## Task to complete
For the records that follow, please set down exactly the lines between the one holding "filename src/driver/push.rs" and the one holding "impl BlockingAudioSink for NullSink", inclusive, and only those.

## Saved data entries
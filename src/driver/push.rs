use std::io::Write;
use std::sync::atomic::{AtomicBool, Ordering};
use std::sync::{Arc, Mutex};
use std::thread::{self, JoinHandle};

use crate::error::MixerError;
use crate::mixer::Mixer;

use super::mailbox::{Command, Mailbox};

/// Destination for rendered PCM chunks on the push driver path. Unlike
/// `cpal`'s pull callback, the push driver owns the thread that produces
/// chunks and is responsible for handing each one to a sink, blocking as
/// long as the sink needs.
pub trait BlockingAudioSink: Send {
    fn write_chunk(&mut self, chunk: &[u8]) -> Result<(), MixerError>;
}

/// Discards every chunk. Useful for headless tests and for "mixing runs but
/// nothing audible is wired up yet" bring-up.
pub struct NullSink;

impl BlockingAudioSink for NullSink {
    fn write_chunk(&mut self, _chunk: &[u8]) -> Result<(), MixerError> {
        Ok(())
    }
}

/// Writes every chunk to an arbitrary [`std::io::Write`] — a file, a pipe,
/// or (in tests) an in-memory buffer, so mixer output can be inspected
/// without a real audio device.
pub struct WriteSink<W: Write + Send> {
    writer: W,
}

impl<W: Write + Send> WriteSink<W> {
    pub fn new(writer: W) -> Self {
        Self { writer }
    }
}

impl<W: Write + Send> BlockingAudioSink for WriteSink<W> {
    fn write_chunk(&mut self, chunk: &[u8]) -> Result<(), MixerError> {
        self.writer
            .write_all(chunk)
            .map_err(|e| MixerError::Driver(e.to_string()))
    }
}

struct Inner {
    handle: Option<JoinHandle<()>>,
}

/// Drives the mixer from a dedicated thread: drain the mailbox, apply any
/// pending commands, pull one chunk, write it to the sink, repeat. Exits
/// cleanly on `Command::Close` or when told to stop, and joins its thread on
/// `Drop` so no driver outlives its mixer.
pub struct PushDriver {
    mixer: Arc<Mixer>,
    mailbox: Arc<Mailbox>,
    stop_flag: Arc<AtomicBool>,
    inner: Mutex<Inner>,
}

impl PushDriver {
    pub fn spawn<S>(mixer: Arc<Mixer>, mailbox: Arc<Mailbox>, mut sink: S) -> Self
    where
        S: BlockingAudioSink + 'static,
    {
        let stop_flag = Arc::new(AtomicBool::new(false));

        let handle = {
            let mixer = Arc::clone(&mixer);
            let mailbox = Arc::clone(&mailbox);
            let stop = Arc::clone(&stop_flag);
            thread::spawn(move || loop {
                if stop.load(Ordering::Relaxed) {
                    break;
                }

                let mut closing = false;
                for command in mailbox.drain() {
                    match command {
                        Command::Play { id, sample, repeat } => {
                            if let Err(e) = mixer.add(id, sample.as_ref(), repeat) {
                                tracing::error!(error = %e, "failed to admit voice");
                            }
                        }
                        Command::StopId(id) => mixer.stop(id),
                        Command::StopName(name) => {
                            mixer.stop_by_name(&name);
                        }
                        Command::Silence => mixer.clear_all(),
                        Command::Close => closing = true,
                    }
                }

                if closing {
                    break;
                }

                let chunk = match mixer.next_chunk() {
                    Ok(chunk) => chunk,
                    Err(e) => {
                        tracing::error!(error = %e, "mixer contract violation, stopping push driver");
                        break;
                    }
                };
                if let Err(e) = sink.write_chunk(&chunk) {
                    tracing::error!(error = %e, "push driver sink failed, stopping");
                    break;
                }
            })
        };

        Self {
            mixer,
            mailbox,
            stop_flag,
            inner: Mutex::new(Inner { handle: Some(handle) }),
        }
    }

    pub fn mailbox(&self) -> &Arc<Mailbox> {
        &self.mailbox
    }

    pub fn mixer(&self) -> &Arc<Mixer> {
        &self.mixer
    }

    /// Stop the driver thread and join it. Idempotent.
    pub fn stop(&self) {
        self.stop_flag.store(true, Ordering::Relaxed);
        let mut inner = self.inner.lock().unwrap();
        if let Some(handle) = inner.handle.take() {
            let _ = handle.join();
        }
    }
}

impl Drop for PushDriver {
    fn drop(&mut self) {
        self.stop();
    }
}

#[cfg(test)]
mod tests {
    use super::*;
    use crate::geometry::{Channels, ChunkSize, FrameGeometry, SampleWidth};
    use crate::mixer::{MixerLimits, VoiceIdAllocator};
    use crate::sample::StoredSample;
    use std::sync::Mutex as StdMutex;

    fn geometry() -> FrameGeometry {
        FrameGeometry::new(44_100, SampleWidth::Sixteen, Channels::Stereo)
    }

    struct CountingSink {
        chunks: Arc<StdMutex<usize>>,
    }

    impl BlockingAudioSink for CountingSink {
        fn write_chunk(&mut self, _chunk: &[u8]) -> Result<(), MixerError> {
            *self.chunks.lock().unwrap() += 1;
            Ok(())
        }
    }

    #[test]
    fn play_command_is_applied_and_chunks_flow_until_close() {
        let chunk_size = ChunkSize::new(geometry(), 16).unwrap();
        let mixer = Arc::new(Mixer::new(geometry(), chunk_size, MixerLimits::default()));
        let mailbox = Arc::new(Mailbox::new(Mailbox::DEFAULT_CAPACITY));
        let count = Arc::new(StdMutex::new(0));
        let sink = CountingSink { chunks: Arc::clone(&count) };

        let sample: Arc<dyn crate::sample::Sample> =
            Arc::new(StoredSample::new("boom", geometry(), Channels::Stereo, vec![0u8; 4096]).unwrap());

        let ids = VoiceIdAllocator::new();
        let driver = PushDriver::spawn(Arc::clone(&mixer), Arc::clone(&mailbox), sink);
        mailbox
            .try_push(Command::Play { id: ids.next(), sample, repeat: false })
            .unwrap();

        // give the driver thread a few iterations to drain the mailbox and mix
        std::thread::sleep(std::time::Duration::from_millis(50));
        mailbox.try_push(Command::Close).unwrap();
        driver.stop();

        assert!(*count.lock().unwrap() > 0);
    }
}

* * *

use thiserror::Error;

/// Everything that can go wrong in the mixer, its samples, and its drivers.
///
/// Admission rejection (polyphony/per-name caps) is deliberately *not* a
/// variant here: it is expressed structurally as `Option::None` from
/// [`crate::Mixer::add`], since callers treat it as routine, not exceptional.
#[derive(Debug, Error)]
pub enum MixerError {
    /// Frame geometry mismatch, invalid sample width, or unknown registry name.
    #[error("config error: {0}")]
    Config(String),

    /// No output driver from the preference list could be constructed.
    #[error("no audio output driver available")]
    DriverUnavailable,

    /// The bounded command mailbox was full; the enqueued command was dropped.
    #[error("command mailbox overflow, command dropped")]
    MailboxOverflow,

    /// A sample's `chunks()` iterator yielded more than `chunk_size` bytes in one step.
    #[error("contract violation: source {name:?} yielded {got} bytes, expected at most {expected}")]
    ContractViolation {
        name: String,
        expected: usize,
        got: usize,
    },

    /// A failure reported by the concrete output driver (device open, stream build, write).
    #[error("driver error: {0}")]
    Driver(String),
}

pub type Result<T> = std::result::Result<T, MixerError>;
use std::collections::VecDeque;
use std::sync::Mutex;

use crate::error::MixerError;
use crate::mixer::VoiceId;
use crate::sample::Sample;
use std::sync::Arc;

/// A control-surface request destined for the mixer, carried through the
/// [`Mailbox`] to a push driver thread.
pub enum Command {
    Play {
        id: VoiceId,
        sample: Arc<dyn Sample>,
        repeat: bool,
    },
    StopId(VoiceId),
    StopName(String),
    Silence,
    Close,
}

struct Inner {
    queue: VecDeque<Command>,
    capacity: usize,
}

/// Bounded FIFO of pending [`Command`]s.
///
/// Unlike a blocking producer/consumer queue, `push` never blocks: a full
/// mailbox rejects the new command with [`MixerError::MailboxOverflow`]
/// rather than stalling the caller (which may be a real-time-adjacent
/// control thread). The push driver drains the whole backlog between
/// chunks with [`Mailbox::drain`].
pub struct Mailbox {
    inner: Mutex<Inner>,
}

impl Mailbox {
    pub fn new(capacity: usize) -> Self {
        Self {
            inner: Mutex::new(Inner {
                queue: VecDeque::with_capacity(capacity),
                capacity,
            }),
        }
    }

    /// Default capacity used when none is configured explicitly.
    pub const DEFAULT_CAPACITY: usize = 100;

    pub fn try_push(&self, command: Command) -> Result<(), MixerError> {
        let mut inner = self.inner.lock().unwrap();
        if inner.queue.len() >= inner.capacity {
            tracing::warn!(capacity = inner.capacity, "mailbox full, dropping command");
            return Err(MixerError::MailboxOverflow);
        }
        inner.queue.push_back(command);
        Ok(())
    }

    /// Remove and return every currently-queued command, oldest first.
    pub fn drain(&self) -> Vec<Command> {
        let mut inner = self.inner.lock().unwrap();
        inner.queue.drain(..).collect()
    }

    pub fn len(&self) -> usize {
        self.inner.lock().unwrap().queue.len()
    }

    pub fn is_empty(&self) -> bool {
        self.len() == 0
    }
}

--

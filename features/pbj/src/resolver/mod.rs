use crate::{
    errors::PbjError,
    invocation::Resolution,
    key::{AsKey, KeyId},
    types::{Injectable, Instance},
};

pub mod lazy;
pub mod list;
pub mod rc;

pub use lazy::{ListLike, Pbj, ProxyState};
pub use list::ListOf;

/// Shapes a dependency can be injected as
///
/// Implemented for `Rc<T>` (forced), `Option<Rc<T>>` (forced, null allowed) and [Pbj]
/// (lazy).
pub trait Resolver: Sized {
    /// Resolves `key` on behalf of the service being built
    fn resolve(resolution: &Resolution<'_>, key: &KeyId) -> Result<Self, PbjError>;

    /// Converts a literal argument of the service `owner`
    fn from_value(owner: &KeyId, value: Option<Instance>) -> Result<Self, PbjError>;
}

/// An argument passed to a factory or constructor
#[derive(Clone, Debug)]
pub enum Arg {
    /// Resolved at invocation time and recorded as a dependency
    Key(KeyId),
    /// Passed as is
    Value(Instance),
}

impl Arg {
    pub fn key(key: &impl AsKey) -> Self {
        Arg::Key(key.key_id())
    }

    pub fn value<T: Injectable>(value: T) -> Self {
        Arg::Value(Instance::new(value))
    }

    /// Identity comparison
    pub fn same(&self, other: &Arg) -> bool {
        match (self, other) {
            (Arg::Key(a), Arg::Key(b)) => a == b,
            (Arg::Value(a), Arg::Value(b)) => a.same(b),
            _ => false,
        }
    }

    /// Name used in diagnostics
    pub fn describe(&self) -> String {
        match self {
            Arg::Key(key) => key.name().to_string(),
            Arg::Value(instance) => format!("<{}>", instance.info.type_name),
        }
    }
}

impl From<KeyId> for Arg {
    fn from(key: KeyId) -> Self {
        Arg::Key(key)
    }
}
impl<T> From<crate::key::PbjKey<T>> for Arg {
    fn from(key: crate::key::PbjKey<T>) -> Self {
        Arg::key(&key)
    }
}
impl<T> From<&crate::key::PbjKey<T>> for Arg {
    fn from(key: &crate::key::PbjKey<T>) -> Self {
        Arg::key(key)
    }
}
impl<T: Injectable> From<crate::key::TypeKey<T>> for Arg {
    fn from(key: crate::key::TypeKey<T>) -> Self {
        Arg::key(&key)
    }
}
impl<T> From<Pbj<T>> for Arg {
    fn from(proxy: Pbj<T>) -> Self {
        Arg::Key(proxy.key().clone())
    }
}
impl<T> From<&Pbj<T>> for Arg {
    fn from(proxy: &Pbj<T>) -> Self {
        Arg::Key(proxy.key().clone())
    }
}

## Reply
filename src/driver/push.rs
use std::io::Write;
use std::sync::atomic::{AtomicBool, Ordering};
use std::sync::{Arc, Mutex};
use std::thread::{self, JoinHandle};

use crate::error::MixerError;
use crate::mixer::Mixer;

use super::mailbox::{Command, Mailbox};

/// Destination for rendered PCM chunks on the push driver path. Unlike
/// `cpal`'s pull callback, the push driver owns the thread that produces
/// chunks and is responsible for handing each one to a sink, blocking as
/// long as the sink needs.
pub trait BlockingAudioSink: Send {
    fn write_chunk(&mut self, chunk: &[u8]) -> Result<(), MixerError>;
}

/// Discards every chunk. Useful for headless tests and for "mixing runs but
/// nothing audible is wired up yet" bring-up.
pub struct NullSink;

impl BlockingAudioSink for NullSink {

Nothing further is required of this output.